The Texans and Chiefs took the field on what should have been a celebratory night, welcoming the return of the NFL. However, despite the words “End Racism” emblazoned at the end of the field, fans in attendance were willing to supply more than enough hatred to combat the league’s small moves towards equality.
Following the national anthem, players met at midfield and linked arms, showing they were united in combating prejudice. Then they were met with boos.
A vocal segment of fans threatened to boycott the NFL all together when players began speaking about social justice. It’s likely a chunk of the same people were the first to hand their money to the league they claimed to no longer support. They sat in their seats, relishing the opportunity to boo players who had the audacity to stand arm-in-arm, showing their support to combat systemic racism and oppression.
All the excuses racists had are now used up. Only one member of the Chiefs kneeled during the national anthem. The Texans elected to stay in the locker room, later joining the Chiefs for a show of support — with both teams earning the vitriol of fans for daring to have a voice.
It was an unmistakable and shameful moment that, try as they might, the Chiefs weren’t able to hide. Whether through editing, or questionable audio work, the team’s official Twitter account desperately tried to present to the world an image of fans in attendance cheering players, not booing.
Equality above everything else. pic.twitter.com/wA9bjRZlp7— Kansas City Chiefs (@Chiefs) September 11, 2020
It’s perfectly on brand for a league that needed to take a stand and copped out. The booing of players is a stain by the NFL’s own creation. Its tepid response to real social issues put all the pressure on players — and emboldened racists to think the shield was just pandering, not actually supporting the rights of players.
“Fans” booed players for linking arms. Step back and think about that for a second. This wasn’t some grand gesture against the anthem or flag that can be justified “insulting America.” It was a simple show of unity, and yet these fans wanted to ensure the players knew how divided the country still remains.
Teams around the league will take notice. Hopefully the majority of them will not shy away after seeing fans in Kansas City boo. The cowardice of these racists, who wouldn’t dare say anything to an NFL player’s face, must be met with resolve. No team in the NFL that planned action on Sunday should alter it just because some voice their displeasure. The league itself should do more, and understand that the Facebook rants of those claiming they’re “never tuning in again” are hollow words echoed in a chamber of prejudice, crafted by those who are terrified that equality means their edge in life is crumbling. That the one unchangeable benefit in their life, the color of their skin, could soon evaporate if everyone is treated equally.

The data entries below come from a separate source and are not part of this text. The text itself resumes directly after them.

//! Scope classification against the [`ScopeContract`].
//!
//! The contract is a versioned TOML artifact loaded once at startup and
//! compiled into a [`CompiledScope`]. [`CompiledScope::classify_rules`] is
//! deterministic and total: it returns either a decided label or an
//! [`Inconclusive`] summary. The pipeline resolves inconclusive messages
//! with the optional [`ScopeModel`] capability (bounded by a timeout), or
//! with [`CompiledScope::resolve_without_model`] when no model is wired.
//!
//! # Rule order
//!
//! | # | Rule | Label |
//! |---|------|-------|
//! | 1 | out-of-scope phrase | OUT_OF_SCOPE |
//! | 2 | forbidden topic (word boundary) | OUT_OF_SCOPE |
//! | 3 | greeting only | IN_SCOPE |
//! | 4 | part/model pattern, appliance + number, "find my model number" | IN_SCOPE |
//! | 5 | symptom keyword | IN_SCOPE |
//! | 6 | "appliance" + trouble word | IN_SCOPE |
//! | 7 | two or more domain keywords (brands count) | IN_SCOPE |
//! | 8 | follow-up to a support answer | IN_SCOPE |

use anyhow::{Context, Result};
use async_trait::async_trait;
use regex::Regex;
use serde::Deserialize;
use std::collections::HashSet;
use std::sync::LazyLock;

use crate::models::ChatMessage;
use crate::state::ScopeLabel;

pub const DEFAULT_REDIRECT: &str = "I can only help with appliance parts and related support: \
finding parts, checking compatibility, installation, troubleshooting, and orders for \
refrigerators and dishwashers. What would you like help with?";

#[derive(Debug, Clone, Deserialize)]
pub struct ScopeContract {
    pub version: String,
    #[serde(default)]
    pub domain: String,
    #[serde(default)]
    pub allowed_appliance_types: Vec<String>,
    #[serde(default)]
    pub allowed_intents: Vec<String>,
    #[serde(default)]
    pub allowed_entities: Vec<String>,
    #[serde(default)]
    pub allowed_brands: Vec<String>,
    #[serde(default)]
    pub forbidden_topics: Vec<String>,
    #[serde(default)]
    pub out_of_scope_phrases: Vec<String>,
    #[serde(default)]
    pub symptom_keywords: Vec<String>,
    #[serde(default)]
    pub in_scope_keywords: Vec<String>,
    pub part_number_pattern: String,
    pub model_number_pattern: String,
    #[serde(default = "default_min_words")]
    pub clarification_min_words: usize,
    #[serde(default = "default_redirect")]
    pub redirect_message: String,
}

fn default_min_words() -> usize {
    2
}

fn default_redirect() -> String {
    DEFAULT_REDIRECT.to_string()
}

/// What the rules could establish about an undecided message.
#[derive(Debug, Clone, Copy, PartialEq, Eq)]
pub struct Inconclusive {
    pub keyword_hits: usize,
    pub word_count: usize,
}

#[derive(Debug, Clone, Copy, PartialEq, Eq)]
pub enum RuleVerdict {
    Decided(ScopeLabel),
    Inconclusive(Inconclusive),
}

/// Language-model classifier consulted for inconclusive messages.
#[async_trait]
pub trait ScopeModel: Send + Sync {
    async fn classify(&self, message: &str, history: &[ChatMessage]) -> Result<ScopeLabel>;
}

static APPLIANCE_NOUN: LazyLock<Regex> = LazyLock::new(|| {
    Regex::new(r"(?i)\b(refrigerator|fridge|freezer|dishwasher)\b").expect("valid regex")
});

static BARE_NUMBER: LazyLock<Regex> =
    LazyLock::new(|| Regex::new(r"\b\d{4,8}\b").expect("valid regex"));

static FIND_VERB: LazyLock<Regex> = LazyLock::new(|| {
    Regex::new(r"(?i)\b(find|where|locate|how\s+to\s+find)\b").expect("valid regex")
});

static MODEL_NUMBER_WORDS: LazyLock<Regex> =
    LazyLock::new(|| Regex::new(r"(?i)\bmodel\s*(number|#)").expect("valid regex"));

static TROUBLE_WORDS: LazyLock<Regex> = LazyLock::new(|| {
    Regex::new(r"(?i)\b(working|broken|problem|issue|fix|repair|right)\b").expect("valid regex")
});

static GREETING_ONLY: LazyLock<Regex> = LazyLock::new(|| {
    Regex::new(
        r"(?i)^(hi|hello|hey|howdy|greetings?|hi there|hey there|good\s+(morning|afternoon|evening)|how\s+are\s+you|what'?s\s+up|yo)[\s.!?]*$",
    )
    .expect("valid regex")
});

const CONTINUITY_HINTS: &[&str] = &[
    "partselect",
    "repair",
    "troubleshoot",
    "model number",
    "part number",
    "refrigerator",
    "dishwasher",
    "parts list",
    "compatible",
    "view parts",
    "cooling",
    "leak",
    "drain",
];

const FOLLOW_UP_WORDS: &[&str] = &[
    "freezer",
    "fridge",
    "refrigerator",
    "cold",
    "warm",
    "cooling",
    "leak",
    "drain",
    "part",
    "model",
];

/// Whether the message is only a greeting.
pub fn is_greeting(message: &str) -> bool {
    GREETING_ONLY.is_match(message.trim())
}

/// The contract with its patterns compiled. Read-only after construction.
#[derive(Debug)]
pub struct CompiledScope {
    contract: ScopeContract,
    part_pattern: Regex,
    model_pattern: Regex,
    forbidden: Option<Regex>,
    out_of_scope_phrases: Vec<String>,
    symptom_keywords: Vec<String>,
    keywords: Vec<String>,
}

impl CompiledScope {
    pub fn from_contract(contract: ScopeContract) -> Result<Self> {
        let part_pattern = Regex::new(&contract.part_number_pattern)
            .with_context(|| "Invalid part_number_pattern in scope contract")?;
        let model_pattern = Regex::new(&contract.model_number_pattern)
            .with_context(|| "Invalid model_number_pattern in scope contract")?;

        let forbidden = if contract.forbidden_topics.is_empty() {
            None
        } else {
            let alternation = contract
                .forbidden_topics
                .iter()
                .map(|t| regex::escape(&t.to_lowercase()))
                .collect::<Vec<_>>()
                .join("|");
            Some(
                Regex::new(&format!(r"(?i)\b(?:{})\b", alternation))
                    .with_context(|| "Invalid forbidden_topics in scope contract")?,
            )
        };

        let lower = |v: &[String]| v.iter().map(|s| s.to_lowercase()).collect::<Vec<_>>();
        let mut keywords = lower(&contract.in_scope_keywords);
        keywords.extend(lower(&contract.allowed_brands));

        Ok(Self {
            out_of_scope_phrases: lower(&contract.out_of_scope_phrases),
            symptom_keywords: lower(&contract.symptom_keywords)
                .into_iter()
                .map(|k| k.replace('\u{2019}', "'"))
                .collect(),
            keywords,
            part_pattern,
            model_pattern,
            forbidden,
            contract,
        })
    }

    pub fn contract(&self) -> &ScopeContract {
        &self.contract
    }

    pub fn redirect_message(&self) -> &str {
        &self.contract.redirect_message
    }

    /// Apply the deterministic rules.
    pub fn classify_rules(&self, message: &str, last_assistant: &str) -> RuleVerdict {
        let msg = message.trim();
        let lower = msg.to_lowercase().replace('\u{2019}', "'");
        let words: HashSet<&str> = lower
            .split(|c: char| !(c.is_alphanumeric() || c == '\''))
            .filter(|w| !w.is_empty())
            .collect();
        let word_count = msg.split_whitespace().count();

        if self
            .out_of_scope_phrases
            .iter()
            .any(|p| lower.contains(p.as_str()))
        {
            return RuleVerdict::Decided(ScopeLabel::OutOfScope);
        }
        if self.forbidden.as_ref().is_some_and(|re| re.is_match(&lower)) {
            return RuleVerdict::Decided(ScopeLabel::OutOfScope);
        }
        if is_greeting(msg) {
            return RuleVerdict::Decided(ScopeLabel::InScope);
        }

        let has_entity = self.part_pattern.is_match(msg)
            || self.model_pattern.is_match(msg)
            || (APPLIANCE_NOUN.is_match(msg) && BARE_NUMBER.is_match(msg))
            || (FIND_VERB.is_match(msg) && MODEL_NUMBER_WORDS.is_match(msg));
        if has_entity {
            return RuleVerdict::Decided(ScopeLabel::InScope);
        }

        if self
            .symptom_keywords
            .iter()
            .any(|k| lower.contains(k.as_str()))
        {
            return RuleVerdict::Decided(ScopeLabel::InScope);
        }

        if words.contains("appliance") && TROUBLE_WORDS.is_match(&lower) {
            return RuleVerdict::Decided(ScopeLabel::InScope);
        }

        let keyword_hits = self
            .keywords
            .iter()
            .filter(|k| mentions(&lower, &words, k))
            .count();
        if keyword_hits >= 2 {
            return RuleVerdict::Decided(ScopeLabel::InScope);
        }

        if self.continues_support_thread(&lower, &words, word_count, keyword_hits, last_assistant) {
            return RuleVerdict::Decided(ScopeLabel::InScope);
        }

        RuleVerdict::Inconclusive(Inconclusive {
            keyword_hits,
            word_count,
        })
    }

    fn continues_support_thread(
        &self,
        lower: &str,
        words: &HashSet<&str>,
        word_count: usize,
        keyword_hits: usize,
        last_assistant: &str,
    ) -> bool {
        let prev = last_assistant.to_lowercase();
        if prev.is_empty() || !CONTINUITY_HINTS.iter().any(|h| prev.contains(h)) {
            return false;
        }
        keyword_hits >= 1
            || ((3..=40).contains(&word_count)
                && FOLLOW_UP_WORDS.iter().any(|w| mentions(lower, words, w)))
    }

    /// Decide an inconclusive message when no language model is available.
    pub fn resolve_without_model(&self, inconclusive: Inconclusive) -> ScopeLabel {
        if inconclusive.keyword_hits >= 1
            && inconclusive.word_count >= 3
            && inconclusive.word_count > self.contract.clarification_min_words
        {
            ScopeLabel::InScope
        } else {
            ScopeLabel::OutOfScope
        }
    }
}

/// Single words match whole tokens; phrases match as substrings.
fn mentions(lower: &str, words: &HashSet<&str>, term: &str) -> bool {
    if term.contains(' ') {
        lower.contains(term)
    } else {
        words.contains(term)
    }
}

#[cfg(test)]
mod tests {
    use super::*;

    fn scope() -> CompiledScope {
        let contract: ScopeContract = toml::from_str(
            r#"
version = "test"
part_number_pattern = '(?i)\bPS\d{5,15}\b'
model_number_pattern = '\b[A-Z]{1,6}\d[A-Z0-9\-]{3,22}\b'
forbidden_topics = ["poem", "recipe", "weather"]
out_of_scope_phrases = ["write me a", "tell me a joke"]
symptom_keywords = ["not cooling", "not draining", "leaking", "not making ice", "won't start"]
in_scope_keywords = ["refrigerator", "fridge", "dishwasher", "part", "parts", "ice", "gasket", "install"]
allowed_brands = ["whirlpool", "ge"]
"#,
        )
        .unwrap();
        CompiledScope::from_contract(contract).unwrap()
    }

    fn label(s: &CompiledScope, msg: &str) -> RuleVerdict {
        s.classify_rules(msg, "")
    }

    #[test]
    fn test_out_of_scope_phrase() {
        assert_eq!(
            label(&scope(), "Write me a poem"),
            RuleVerdict::Decided(ScopeLabel::OutOfScope)
        );
    }

    #[test]
    fn test_forbidden_topic_needs_word_boundary() {
        let s = scope();
        assert_eq!(
            label(&s, "what's the weather"),
            RuleVerdict::Decided(ScopeLabel::OutOfScope)
        );
        // "recipes" does not contain the whole word "recipe"
        assert!(matches!(label(&s, "recipes"), RuleVerdict::Inconclusive(_)));
    }

    #[test]
    fn test_entities_are_in_scope() {
        let s = scope();
        for msg in [
            "Is PS11752778 compatible with WDT780SAEM1?",
            "Parts for WRF535SWHZ",
            "Where can I find my model number?",
            "my fridge 1065123",
        ] {
            assert_eq!(
                label(&s, msg),
                RuleVerdict::Decided(ScopeLabel::InScope),
                "expected in scope: {}",
                msg
            );
        }
    }

    #[test]
    fn test_symptom_keyword_with_curly_apostrophe() {
        assert_eq!(
            label(&scope(), "Dishwasher won\u{2019}t start"),
            RuleVerdict::Decided(ScopeLabel::InScope)
        );
    }

    #[test]
    fn test_brand_counts_as_keyword_but_not_substring() {
        let s = scope();
        assert_eq!(
            label(&s, "whirlpool fridge"),
            RuleVerdict::Decided(ScopeLabel::InScope)
        );
        // "ge" must not match inside "get"
        assert_eq!(
            label(&s, "get the gasket"),
            RuleVerdict::Inconclusive(Inconclusive {
                keyword_hits: 1,
                word_count: 3
            })
        );
    }

    #[test]
    fn test_follow_up_to_support_answer() {
        let s = scope();
        let prev = "Is the freezer cold, or is it also not cooling? Check the refrigerator vents.";
        assert_eq!(
            s.classify_rules("the freezer is still cold", prev),
            RuleVerdict::Decided(ScopeLabel::InScope)
        );
        assert!(matches!(
            s.classify_rules("the freezer is still cold", ""),
            RuleVerdict::Inconclusive(_)
        ));
    }

    #[test]
    fn test_greeting_is_in_scope() {
        assert_eq!(
            label(&scope(), "Hello!"),
            RuleVerdict::Decided(ScopeLabel::InScope)
        );
    }

    #[test]
    fn test_resolve_without_model() {
        let s = scope();
        assert_eq!(
            s.resolve_without_model(Inconclusive {
                keyword_hits: 1,
                word_count: 4
            }),
            ScopeLabel::InScope
        );
        assert_eq!(
            s.resolve_without_model(Inconclusive {
                keyword_hits: 1,
                word_count: 2
            }),
            ScopeLabel::OutOfScope
        );
        assert_eq!(
            s.resolve_without_model(Inconclusive {
                keyword_hits: 0,
                word_count: 12
            }),
            ScopeLabel::OutOfScope
        );
    }

    #[test]
    fn test_invalid_pattern_is_an_error() {
        let mut contract: ScopeContract =
            toml::from_str("version = \"1\"\npart_number_pattern = 'PS'\nmodel_number_pattern = 'x'")
                .unwrap();
        contract.model_number_pattern = "(".into();
        assert!(CompiledScope::from_contract(contract).is_err());
    }
}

The saving grace is that outbursts like that from the fans comes from fear. Fear of a world changing. Threatening to leave them behind. They boo not because they’re strong, but because they’re afraid — and know that the influence of professional athletes standing on football’s brightest stage shines far brighter than anything they will do.

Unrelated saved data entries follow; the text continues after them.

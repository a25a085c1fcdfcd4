//! Routing: choose exactly one [`NextAction`] for an in-scope message.
//!
//! Two strategies share the same output type, [`Routing`]:
//!
//! - **Rules** ([`route_rules`]): ordered deterministic rules. The first
//!   match wins; no match asks a clarifying question.
//! - **Planner** ([`route_explicit`] then [`accept_proposal`]): the explicit
//!   slot rules still run first; otherwise a [`Planner`] proposes an action
//!   and slots. The proposal is parsed into the closed action enum and its
//!   slots are validated. Anything unrecognized is rejected with
//!   [`EngineError::InvalidPlan`] and the caller falls back to
//!   [`route_symptoms`].
//!
//! Rules, in order:
//!
//! | # | Condition | Action |
//! |---|-----------|--------|
//! | 1 | greeting only | ask_clarify |
//! | 2 | asks where to find the model number | find_model_help |
//! | 3 | compatibility question | compatibility_answer, or ask_clarify if a slot is missing |
//! | 4 | install / price question without model or part | ask_clarify |
//! | 5 | install question with a part but no model | ask_clarify for the model |
//! | 6 | part number in play | part_lookup_answer |
//! | 7 | model number and a parts request, or a model with no symptom | parts_list_answer |
//! | 8 | reply to the freezer question | retrieve |
//! | 9 | triage wants a follow-up | ask_clarify |
//! | 10 | recognized symptom | retrieve |
//! | 11 | anything else | ask_clarify |

use anyhow::Result;
use async_trait::async_trait;
use serde::Deserialize;

use crate::error::EngineError;
use crate::models::{ApplianceType, ChatMessage};
use crate::scope::is_greeting;
use crate::slots::{is_valid_model_number, is_valid_part_number};
use crate::state::{ActionArgs, ConversationState, Diagnosis, Intent, NextAction, Slots, StateUpdate};
use crate::triage::{self, Triage, FOLLOW_UP_GENERAL, FOLLOW_UP_WHICH_APPLIANCE};

pub const CLARIFY_GREETING: &str = "Hi! I can help with refrigerator and dishwasher parts. \
Search by part or model number, check compatibility, or describe a problem. What do you need?";

pub const CLARIFY_BOTH_MISSING: &str = "I can help two ways: (1) share your model number to find \
the right part, or (2) share the part number if you already have it (e.g. PS12345678).";

pub const CLARIFY_NEED_PART: &str = "Do you have the PartSelect part number (e.g. PS12345678)? \
If not, tell me your model number and what part you're looking for (e.g. 'door gasket').";

pub const CLARIFY_NEED_MODEL: &str = "What's the model number from the sticker inside the door? \
I'll pull the exact parts list.";

pub const CLARIFY_COMPATIBILITY: &str = "To check compatibility I need both your appliance model \
number and the part number (e.g. model WDT780SAEM1 and part PS11752778).";

/// Question asked before install help when only the part is known.
pub fn clarify_install_needs_model(part_number: &str) -> String {
    format!(
        "Before you install {}, let's make sure it fits. What's your appliance model number? \
It's usually on a sticker inside the door or along the frame.",
        part_number
    )
}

Still, it’s difficult to accept. It’s tough to see players booed for standing up for something as basic as “we should all be equal.” Shame on the fans in Kansas City. Shame on the Chiefs for trying to spin this as a positive and not accept that a segment of their fan base acted like scum on Thursday night. Shame on the NFL for not having the backbone to unify with real action, instead spraying some words in an end zone and letting players take the heat. The league needs to wake up and understand that by trying to play both sides they’re giving the green light to disrespect players for trying to have a voice.
If these fans had half the resolve of those players on the field they would have shut up, not gone to the game, and refused to turn on the TV. We all know that was never going to happen. They didn’t have the spine to stick to their words and stop watching.